-- ACTIVITY --
Starting with the line that mentions "is not running", repeat each line verbatim until the entries end, both ends included.

MATERIAL SUPPLIED Start Marker

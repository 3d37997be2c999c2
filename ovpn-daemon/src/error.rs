use std::path::PathBuf;

use thiserror::Error;

/// Error surface for the scheduler runtime and the control protocol.
#[derive(Debug, Error)]
pub enum DaemonError {
    #[error("I/O error at {path}: {source}")]
    Io {
        path: PathBuf,
        #[source]
        source: std::io::Error,
    },

    #[error("JSON error: {0}")]
    Json(#[from] serde_json::Error),

    #[error("channel closed: {0}")]
    ChannelClosed(&'static str),

    #[error("daemon protocol error: {0}")]
    Protocol(String),

    #[error("daemon is not running (socket missing: {socket})")]
    DaemonNotRunning { socket: PathBuf },

    #[error("sync cycle exceeded its {secs}s deadline")]
    CycleTimeout { secs: u64 },
}

pub(crate) fn io_err(path: impl Into<PathBuf>, source: std::io::Error) -> DaemonError {
    DaemonError::Io {
        path: path.into(),
        source,
    }
}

MATERIAL SUPPLIED End Marker

-- ANSWER TO THE PROBLEM --
    #[error("daemon is not running (socket missing: {socket})")]
    DaemonNotRunning { socket: PathBuf },

    #[error("sync cycle exceeded its {secs}s deadline")]
    CycleTimeout { secs: u64 },
}

pub(crate) fn io_err(path: impl Into<PathBuf>, source: std::io::Error) -> DaemonError {
    DaemonError::Io {
        path: path.into(),
        source,
    }
}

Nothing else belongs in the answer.